Rwanda votes MPs

Sep 29, 2003

KIGALI, Monday - Voting began Monday in Rwanda’s first legislative elections since the 1994 genocide, with the party of Paul Kagame, who was overwhelmingly elected president in August, expected to win a strong majority.

KIGALI, Monday - Voting began Monday in Rwanda’s first legislative elections since the 1994 genocide, with the party of Paul Kagame, who was overwhelmingly elected president in August, expected to win a strong majority.

The elections, to be held over four days, will put an end to the transition period that started after the genocide, in which up to a million people were slaughtered, most of them ethnic Tutsis, in a massacre orchestrated by the Hutu government at the time.

The polls are also the first multi-party legislative elections since independence from Belgium in 1962. But key opposition personalities and real opposition parties have been barred from contesting the elections.
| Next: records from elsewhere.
//! Diagnostic module - Error and warning reporting infrastructure.
//!
//! This module provides types for creating, formatting, and reporting
//! compiler diagnostics (errors, warnings, notes, and help messages).
//!
//! # Examples
//!
//! ## Using the simple API (deprecated but still supported)
//!
//! ```
//! use mcc_util::diagnostic::{Handler, Span};
//!
//! let handler = Handler::new();
//! handler.error("unexpected token", Span::DUMMY);
//!
//! if handler.has_errors() {
//!     eprintln!("Compilation failed");
//! }
//! ```
//!
//! ## Using the fluent builder API (recommended)
//!
//! ```
//! use mcc_util::diagnostic::{DiagnosticBuilder, Span, DiagnosticCode};
//!
//! let diag = DiagnosticBuilder::error("unexpected token")
//!     .code(DiagnosticCode::new(2001, "unexpected_token"))
//!     .span(Span::DUMMY)
//!     .help("try checking the syntax")
//!     .build();
//! ```

mod builder;
mod codes;

pub use builder::{DiagnosticBuilder, SourceSnippet};
pub use codes::DiagnosticCode;

// Re-export commonly used diagnostic codes as constants for convenience
pub use codes::{
    E0001, E0002, E0003, E0004, E0005,
    E_LEXER_UNEXPECTED_CHAR, E_LEXER_UNTERMINATED_STRING, E_LEXER_INVALID_NUMBER, E_LEXER_UNKNOWN_TOKEN,
    E_PARSER_UNEXPECTED_TOKEN, E_PARSER_EXPECTED_TOKEN, E_PARSER_UNEXPECTED_EOF, E_PARSER_DUPLICATE_DEF,
    E_SEMANTIC_TYPE_MISMATCH, E_SEMANTIC_UNDEFINED_VAR, E_SEMANTIC_UNDEFINED_FN, E_SEMANTIC_MUT_REQUIRED,
    W0001, W0002, W0003,
    W_UNUSED_VARIABLE, W_UNUSED_FUNCTION, W_DEAD_CODE,
};

use crate::Span;
use std::cell::RefCell;
use std::fmt;

/// Diagnostic severity level
///
/// # Examples
///
/// ```
/// use mcc_util::diagnostic::Level;
///
/// assert_eq!(format!("{}", Level::Error), "error");
/// assert_eq!(format!("{}", Level::Warning), "warning");
/// ```
#[derive(Clone, Copy, Debug, PartialEq, Eq)]
pub enum Level {
    /// An error that prevents compilation
    Error,
    /// A warning that doesn't prevent compilation
    Warning,
    /// Additional information about a diagnostic
    Note,
    /// A suggestion for fixing an issue
    Help,
}

impl fmt::Display for Level {
    fn fmt(&self, f: &mut fmt::Formatter<'_>) -> fmt::Result {
        match self {
            Level::Error => write!(f, "error"),
            Level::Warning => write!(f, "warning"),
            Level::Note => write!(f, "note"),
            Level::Help => write!(f, "help"),
        }
    }
}

/// A diagnostic message with severity and location
///
/// # Examples
///
/// ```
/// use mcc_util::diagnostic::{Diagnostic, Level, Span};
///
/// let diag = Diagnostic::error("something went wrong", Span::DUMMY);
/// assert_eq!(diag.level, Level::Error);
/// ```
#[derive(Clone, Debug)]
pub struct Diagnostic {
    /// Diagnostic severity level
    pub level: Level,
    /// Main diagnostic message
    pub message: String,
    /// Source location
    pub span: Span,
    /// Optional diagnostic code
    pub code: Option<DiagnosticCode>,
    /// Additional notes for context
    pub notes: Vec<String>,
    /// Help suggestions for fixing the issue
    pub helps: Vec<String>,
    /// Source code snippets for display
    pub snippets: Vec<SourceSnippet>,
}

impl Diagnostic {
    /// Create a new diagnostic
    ///
    /// # Examples
    ///
    /// ```
    /// use mcc_util::diagnostic::{Diagnostic, Level, Span};
    ///
    /// let diag = Diagnostic::new(Level::Error, "error message", Span::DUMMY);
    /// ```
    pub fn new(level: Level, message: impl Into<String>, span: Span) -> Self {
        Self {
            level,
            message: message.into(),
            span,
            code: None,
            notes: Vec::new(),
            helps: Vec::new(),
            snippets: Vec::new(),
        }
    }

    /// Create an error diagnostic
    ///
    /// # Examples
    ///
    /// ```
    /// use mcc_util::diagnostic::{Diagnostic, Span};
    ///
    /// let diag = Diagnostic::error("something went wrong", Span::DUMMY);
    /// ```
    pub fn error(message: impl Into<String>, span: Span) -> Self {
        Self::new(Level::Error, message, span)
    }

    /// Create a warning diagnostic
    ///
    /// # Examples
    ///
    /// ```
    /// use mcc_util::diagnostic::{Diagnostic, Span};
    ///
    /// let diag = Diagnostic::warning("unused variable", Span::DUMMY);
    /// ```
    pub fn warning(message: impl Into<String>, span: Span) -> Self {
        Self::new(Level::Warning, message, span)
    }

    /// Set the diagnostic code
    ///
    /// # Examples
    ///
    /// ```
    /// use mcc_util::diagnostic::{Diagnostic, Span, DiagnosticCode};
    ///
    /// let mut diag = Diagnostic::error("type error", Span::DUMMY);
    /// diag = diag.with_code(DiagnosticCode::new(3001, "type_mismatch"));
    /// ```
    pub fn with_code(mut self, code: DiagnosticCode) -> Self {
        self.code = Some(code);
        self
    }

    /// Add a note to the diagnostic
    ///
    /// # Examples
    ///
    /// ```
    /// use mcc_util::diagnostic::{Diagnostic, Span};
    ///
    /// let diag = Diagnostic::error("type mismatch", Span::DUMMY)
    ///     .with_note("expected type `i32`")
    ///     .with_note("found type `String`");
    /// ```
    pub fn with_note(mut self, note: impl Into<String>) -> Self {
        self.notes.push(note.into());
        self
    }

    /// Add a help suggestion
    ///
    /// # Examples
    ///
    /// ```
    /// use mcc_util::diagnostic::{Diagnostic, Span};
    ///
    /// let diag = Diagnostic::error("unexpected token", Span::DUMMY)
    ///     .with_help("try removing the semicolon");
    /// ```
    pub fn with_help(mut self, help: impl Into<String>) -> Self {
        self.helps.push(help.into());
        self
    }

    /// Add a source snippet
    ///
    /// # Examples
    ///
    /// ```
    /// use mcc_util::diagnostic::{Diagnostic, Span, SourceSnippet};
    ///
    /// let snippet = SourceSnippet::point("let x = 42;", 1, 5);
    /// let diag = Diagnostic::error("invalid name", Span::DUMMY)
    ///     .with_snippet(snippet);
    /// ```
    pub fn with_snippet(mut self, snippet: SourceSnippet) -> Self {
        self.snippets.push(snippet);
        self
    }
}

/// Handler for collecting and reporting diagnostics
///
/// The `Handler` collects diagnostics and provides methods for querying
/// their counts. It can be configured to panic on errors for testing.
///
/// # Examples
///
/// ```
/// use mcc_util::diagnostic::Handler;
///
/// let mut handler = Handler::new();
/// handler.error("unexpected token", Span::DUMMY);
///
/// if handler.has_errors() {
///     eprintln!("Compilation failed with {} errors", handler.error_count());
/// }
/// ```
pub struct Handler {
    /// Collected diagnostics
    diagnostics: RefCell<Vec<Diagnostic>>,
    /// Whether to panic on errors (for testing)
    panic_on_error: RefCell<bool>,
}

impl Handler {
    /// Create a new handler
    ///
    /// # Examples
    ///
    /// ```
    /// use mcc_util::diagnostic::Handler;
    ///
    /// let handler = Handler::new();
    /// ```
    pub fn new() -> Self {
        Self {
            diagnostics: RefCell::new(Vec::new()),
            panic_on_error: RefCell::new(false),
        }
    }

    /// Create a handler that panics on errors (for testing)
    ///
    /// # Examples
    ///
    /// ```
    /// use mcc_util::diagnostic::Handler;
    ///
    /// let handler = Handler::new_panicking();
    /// ```
    pub fn new_panicking() -> Self {
        Self {
            diagnostics: RefCell::new(Vec::new()),
            panic_on_error: RefCell::new(true),
        }
    }

    /// Report an error
    ///
    /// This is the legacy API. For more control, use [`DiagnosticBuilder`].
    ///
    /// # Examples
    ///
    /// ```
    /// use mcc_util::diagnostic::{Handler, Span};
    ///
    /// let handler = Handler::new();
    /// handler.error("unexpected token", Span::DUMMY);
    /// ```
    #[deprecated(since = "0.2.0", note = "Use `DiagnosticBuilder::error()` for more control")]
    pub fn error(&self, message: impl Into<String>, span: Span) {
        let diag = Diagnostic::error(message, span);
        self.emit(diag);
    }

    /// Report a warning
    ///
    /// This is the legacy API. For more control, use [`DiagnosticBuilder`].
    ///
    /// # Examples
    ///
    /// ```
    /// use mcc_util::diagnostic::{Handler, Span};
    ///
    /// let handler = Handler::new();
    /// handler.warning("unused variable", Span::DUMMY);
    /// ```
    #[deprecated(since = "0.2.0", note = "Use `DiagnosticBuilder::warning()` for more control")]
    pub fn warning(&self, message: impl Into<String>, span: Span) {
        let diag = Diagnostic::warning(message, span);
        self.emit(diag);
    }

    /// Emit a diagnostic
    fn emit(&self, diagnostic: Diagnostic) {
        if *self.panic_on_error.borrow() && diagnostic.level == Level::Error {
            panic!("Diagnostic error: {}", diagnostic.message);
        }
        self.diagnostics.borrow_mut().push(diagnostic);
    }

    /// Emit a pre-built diagnostic
    ///
    /// # Examples
    ///
    /// ```
    /// use mcc_util::diagnostic::{Handler, Diagnostic, Span};
    ///
    /// let handler = Handler::new();
    /// let diag = Diagnostic::error("test", Span::DUMMY);
    /// handler.emit_diagnostic(diag);
    /// ```
    pub fn emit_diagnostic(&self, diagnostic: Diagnostic) {
        self.emit(diagnostic);
    }

    /// Create a diagnostic builder for an error
    ///
    /// This is the recommended way to create error diagnostics with
    /// the fluent builder API.
    ///
    /// # Examples
    ///
    /// ```
    /// use mcc_util::diagnostic::Handler;
    ///
    /// let handler = Handler::new();
    /// handler.build_error("type mismatch")
    ///     .code(mcc_util::diagnostic::DiagnosticCode::E0002)
    ///     .emit(&handler);
    /// ```
    pub fn build_error(&self, span: Span, message: impl Into<String>) -> DiagnosticBuilder {
        DiagnosticBuilder::error(message).span(span)
    }

    /// Create a diagnostic builder for a warning
    ///
    /// This is the recommended way to create warning diagnostics with
    /// the fluent builder API.
    ///
    /// # Examples
    ///
    /// ```
    /// use mcc_util::diagnostic::Handler;
    ///
    /// let handler = Handler::new();
    /// handler.build_warning("unused variable")
    ///     .code(mcc_util::diagnostic::DiagnosticCode::W0001)
    ///     .emit(&handler);
    /// ```
    pub fn build_warning(&self, span: Span, message: impl Into<String>) -> DiagnosticBuilder {
        DiagnosticBuilder::warning(message).span(span)
    }

    /// Check if any errors have been reported
    ///
    /// # Examples
    ///
    /// ```
    /// use mcc_util::diagnostic::Handler;
    ///
    /// let handler = Handler::new();
    /// assert!(!handler.has_errors());
    /// ```
    pub fn has_errors(&self) -> bool {
        self.diagnostics
            .borrow()
            .iter()
            .any(|d| d.level == Level::Error)
    }

    /// Get the number of errors
    ///
    /// # Examples
    ///
    /// ```
    /// use mcc_util::diagnostic::Handler;
    ///
    /// let handler = Handler::new();
    /// assert_eq!(handler.error_count(), 0);
    /// ```
    pub fn error_count(&self) -> usize {
        self.diagnostics
            .borrow()
            .iter()
            .filter(|d| d.level == Level::Error)
            .count()
    }

    /// Get the number of warnings
    ///
    /// # Examples
    ///
    /// ```
    /// use mcc_util::diagnostic::Handler;
    ///
    /// let handler = Handler::new();
    /// assert_eq!(handler.warning_count(), 0);
    /// ```
    pub fn warning_count(&self) -> usize {
        self.diagnostics
            .borrow()
            .iter()
            .filter(|d| d.level == Level::Warning)
            .count()
    }

    /// Get all diagnostics
    ///
    /// # Examples
    ///
    /// ```
    /// use mcc_util::diagnostic::Handler;
    ///
    /// let handler = Handler::new();
    /// let diags = handler.diagnostics();
    /// ```
    pub fn diagnostics(&self) -> Vec<Diagnostic> {
        self.diagnostics.borrow().clone()
    }

    /// Clear all diagnostics
    ///
    /// # Examples
    ///
    /// ```
    /// use mcc_util::diagnostic::Handler;
    ///
    /// let handler = Handler::new();
    /// handler.clear();
    /// ```
    pub fn clear(&self) {
        self.diagnostics.borrow_mut().clear();
    }
}

impl Default for Handler {
    fn default() -> Self {
        Self::new()
    }
}
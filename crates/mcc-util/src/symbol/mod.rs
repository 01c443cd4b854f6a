//! Symbol module - String interning for efficient identifier handling.
//!
//! This module provides the [`Symbol`] type, which is a compact (4-byte) handle
//! to an interned string. Symbols enable O(1) string comparison and reduce memory
//! usage when the same string appears multiple times in the compiler.
//!
//! # Overview
//!
//! The symbol interning system is a core component of the Fax compiler, providing:
//!
//! - **Memory efficiency**: Each unique string is stored only once
//! - **Fast comparison**: Symbol comparison is O(1) via index comparison
//! - **Thread safety**: Safe to use across multiple threads concurrently
//! - **Stable handles**: Symbols remain valid for the program lifetime
//!
//! # Performance Characteristics
//!
//! | Operation | Complexity | Notes |
//! |-----------|------------|-------|
//! | `Symbol::intern()` (hit) | O(1) | String already interned |
//! | `Symbol::intern()` (miss) | O(1) | New string allocation |
//! | `Symbol` comparison | O(1) | Index comparison only |
//! | `Symbol::as_str()` | O(n) | Linear search by index |
//! | `Symbol::eq_str()` | O(1) | Hash + pointer comparison |
//!
//! # Thread Safety
//!
//! The symbol interner is fully thread-safe (`Sync + Send`). Multiple threads
//! can intern strings concurrently without blocking each other, thanks to
//! DashMap's lock-free design.
//!
//! # Memory Model
//!
//! Interned strings are allocated on the heap with `'static` lifetime.
//! They are never deallocated, which is acceptable because:
//! 1. The compiler runs for a finite duration
//! 2. The total memory usage is bounded by source code size
//! 3. This avoids complex lifetime tracking
//!
//! # Examples
//!
//! Basic usage:
//!
//! ```
//! use mcc_util::symbol::Symbol;
//!
//! let s1 = Symbol::intern("hello");
//! let s2 = Symbol::intern("hello");
//! let s3 = Symbol::intern("world");
//!
//! assert_eq!(s1, s2);  // Same symbol for same string
//! assert_ne!(s1, s3);  // Different strings get different symbols
//! ```
//!
//! Using known keywords:
//!
//! ```
//! use mcc_util::symbol::{Symbol, KW_IF, KW_INT};
//!
//! assert_eq!(KW_IF.as_str(), "if");
//! assert_eq!(KW_INT.as_str(), "int");
//! assert!(KW_IF.is_known());  // Pre-defined keyword
//! ```
//!
//! Thread-safe usage:
//!
//! ```
//! use mcc_util::symbol::Symbol;
//! use std::thread;
//!
//! let handles: Vec<_> = (0..4)
//!     .map(|i| {
//!         thread::spawn(move || {
//!             Symbol::intern(&format!("thread_{}", i))
//!         })
//!     })
//!     .collect();
//!
//! let symbols: Vec<_> = handles.into_iter()
//!     .map(|h| h.join().unwrap())
//!     .collect();
//!
//! // All symbols are unique
//! assert_eq!(symbols.len(), 4);
//! ```
//!
//! # Statistics and Profiling
//!
//! The interner tracks hit/miss statistics for performance profiling:
//!
//! ```
//! use mcc_util::symbol::Symbol;
//!
//! let _ = Symbol::intern("test");
//! let _ = Symbol::intern("test");  // Hit
//!
//! let stats = Symbol::stats_struct();
//! println!("Hits: {}, Misses: {}", stats.hits, stats.misses);
//! ```

mod interner;

pub use interner::STRING_TABLE;

/// Statistics about the string interner for profiling
///
/// Provides insights into memory usage and efficiency of the interner.
///
/// # Fields
///
/// * `count` - Number of unique interned strings
/// * `capacity` - Hash map capacity (number of buckets)
/// * `collisions` - Number of hash collisions encountered
/// * `hits` - Number of times an already-interned string was requested
/// * `misses` - Number of times a new string was allocated
///
/// # Examples
///
/// ```
/// use mcc_util::symbol::{Symbol, InternerStats};
///
/// let stats = Symbol::stats_struct();
/// println!("Interned {} strings", stats.count);
/// println!("Hit rate: {:.2}%", stats.hit_rate() * 100.0);
/// println!("Load factor: {:.2}", stats.load_factor());
/// ```
#[derive(Clone, Copy, Debug, Default)]
pub struct InternerStats {
    /// Number of interned strings
    pub count: usize,
    /// Hash map capacity (number of buckets)
    pub capacity: usize,
    /// Number of hash collisions encountered
    pub collisions: usize,
    /// Number of cache hits (string already interned)
    pub hits: usize,
    /// Number of cache misses (new string allocation)
    pub misses: usize,
}

impl InternerStats {
    /// Create new stats with the given values
    ///
    /// # Examples
    ///
    /// ```
    /// use mcc_util::symbol::InternerStats;
    ///
    /// let stats = InternerStats::new(100, 256, 5, 80, 20);
    /// assert_eq!(stats.count, 100);
    /// assert_eq!(stats.hits, 80);
    /// ```
    pub const fn new(
        count: usize,
        capacity: usize,
        collisions: usize,
        hits: usize,
        misses: usize,
    ) -> Self {
        Self {
            count,
            capacity,
            collisions,
            hits,
            misses,
        }
    }

    /// Calculate the load factor (count / capacity)
    ///
    /// Returns 0.0 if capacity is 0.
    ///
    /// A load factor above 0.75 indicates the hash map may need resizing.
    ///
    /// # Examples
    ///
    /// ```
    /// use mcc_util::symbol::InternerStats;
    ///
    /// let stats = InternerStats::new(100, 200, 0, 0, 0);
    /// assert_eq!(stats.load_factor(), 0.5);
    /// ```
    pub fn load_factor(&self) -> f64 {
        if self.capacity == 0 {
            0.0
        } else {
            self.count as f64 / self.capacity as f64
        }
    }

    /// Check if the interner is getting full (load factor > 0.75)
    ///
    /// # Examples
    ///
    /// ```
    /// use mcc_util::symbol::InternerStats;
    ///
    /// let stats = InternerStats::new(100, 200, 0, 0, 0);
    /// assert!(!stats.is_near_capacity());
    ///
    /// let stats = InternerStats::new(100, 120, 0, 0, 0);
    /// assert!(stats.is_near_capacity());
    /// ```
    pub fn is_near_capacity(&self) -> bool {
        self.load_factor() > 0.75
    }

    /// Calculate the hit rate (hits / (hits + misses))
    ///
    /// Returns 0.0 if no lookups have been performed.
    ///
    /// A high hit rate (>0.9) indicates good interning efficiency.
    ///
    /// # Examples
    ///
    /// ```
    /// use mcc_util::symbol::InternerStats;
    ///
    /// let stats = InternerStats::new(100, 200, 0, 90, 10);
    /// assert_eq!(stats.hit_rate(), 0.9);
    /// ```
    pub fn hit_rate(&self) -> f64 {
        let total = self.hits + self.misses;
        if total == 0 {
            0.0
        } else {
            self.hits as f64 / total as f64
        }
    }

    /// Get total number of interning operations
    ///
    /// # Examples
    ///
    /// ```
    /// use mcc_util::symbol::InternerStats;
    ///
    /// let stats = InternerStats::new(100, 200, 0, 90, 10);
    /// assert_eq!(stats.total_operations(), 100);
    /// ```
    pub fn total_operations(&self) -> usize {
        self.hits + self.misses
    }

    /// Get memory efficiency ratio (unique strings / total operations)
    ///
    /// Lower values indicate better deduplication.
    ///
    /// # Examples
    ///
    /// ```
    /// use mcc_util::symbol::InternerStats;
    ///
    /// let stats = InternerStats::new(10, 100, 0, 90, 10);
    /// assert_eq!(stats.memory_efficiency(), 0.1);  // 10 unique / 100 ops
    /// ```
    pub fn memory_efficiency(&self) -> f64 {
        if self.count == 0 {
            0.0
        } else {
            self.count as f64 / self.total_operations() as f64
        }
    }
}

/// Symbol - An interned string identifier
///
/// A Symbol is a compact (4-byte) handle to a string stored in a global
/// string table. This enables O(1) string comparison and reduces memory
/// usage when the same string appears multiple times.
///
/// # Size
///
/// `Symbol` is exactly 4 bytes (u32), making it very cache-friendly compared
/// to `String` which is 24 bytes plus heap allocation.
///
/// # Thread Safety
///
/// Symbols are safe to share across threads (`Sync + Send`). The underlying
/// string table uses DashMap for lock-free concurrent access.
///
/// # Lifetime
///
/// Interned strings have `'static` lifetime and are never deallocated.
/// This is safe because the string table lives for the program duration.
///
/// # Examples
///
/// ```
/// use mcc_util::symbol::Symbol;
///
/// let keyword = Symbol::intern("fn");
/// let name = Symbol::intern("main");
///
/// assert_eq!(keyword.as_str(), "fn");
/// assert_eq!(name.as_str(), "main");
/// assert_eq!(keyword, Symbol::intern("fn"));  // O(1) comparison
/// ```
///
/// # Performance Notes
///
/// - **Creation**: O(1) hash lookup/insert
/// - **Comparison**: O(1) index comparison
/// - **String retrieval**: O(n) linear search (avoid in hot paths)
/// - **Memory**: One allocation per unique string
#[derive(Clone, Copy, PartialEq, Eq, PartialOrd, Ord, Hash)]
pub struct Symbol {
    /// Index into the global string table
    pub(crate) index: u32,
}

// ============================================================================
// KNOWN SYMBOLS (KEYWORDS AND BUILTINS)
// ============================================================================
//
/// Reserved symbol indices for known symbols (keywords, types, operators)
///
/// All symbols with index < this value are pre-defined at compile time
/// and correspond to language keywords, type names, and well-known
/// identifiers. Must stay in sync with `interner::KNOWN_SYMBOLS`.
const RESERVED_SYMBOLS_END: u32 = 32;

// ----------------------------------------------------------------------------
// Type keywords
// ----------------------------------------------------------------------------

/// Known symbol for the `int` type keyword
pub const KW_INT: Symbol = Symbol { index: 0 };
/// Known symbol for the `float` type keyword
pub const KW_FLOAT: Symbol = Symbol { index: 1 };
/// Known symbol for the `bool` type keyword
pub const KW_BOOL: Symbol = Symbol { index: 2 };
/// Known symbol for the `void` type keyword
pub const KW_VOID: Symbol = Symbol { index: 3 };

// ----------------------------------------------------------------------------
// Control flow keywords
// ----------------------------------------------------------------------------

/// Known symbol for the `if` keyword
pub const KW_IF: Symbol = Symbol { index: 4 };
/// Known symbol for the `else` keyword
pub const KW_ELSE: Symbol = Symbol { index: 5 };
/// Known symbol for the `while` keyword
pub const KW_WHILE: Symbol = Symbol { index: 6 };
/// Known symbol for the `for` keyword
pub const KW_FOR: Symbol = Symbol { index: 7 };
/// Known symbol for the `return` keyword
pub const KW_RETURN: Symbol = Symbol { index: 8 };
/// Known symbol for the `break` keyword
pub const KW_BREAK: Symbol = Symbol { index: 9 };
/// Known symbol for the `switch` keyword
pub const KW_SWITCH: Symbol = Symbol { index: 10 };
/// Known symbol for the `case` keyword
pub const KW_CASE: Symbol = Symbol { index: 11 };
/// Known symbol for the `default` keyword
pub const KW_DEFAULT: Symbol = Symbol { index: 12 };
On Monday, only three deputies — two youth representatives and one handicapped people’s representative — are being elected.

At the International Academy of Kigali’s Kicukiro district, the only polling station open in the capital on Monday, voting was smooth.

Around 100 voters from associations for handicapped people, many leaning on crutches, were choosing their representative from six candidates, while 165 members of the National Youth Council were choosing their two representatives from a total of seven hopefuls.

The candidates in Monday’s vote were running on individual tickets, and were not affiliated to any political party.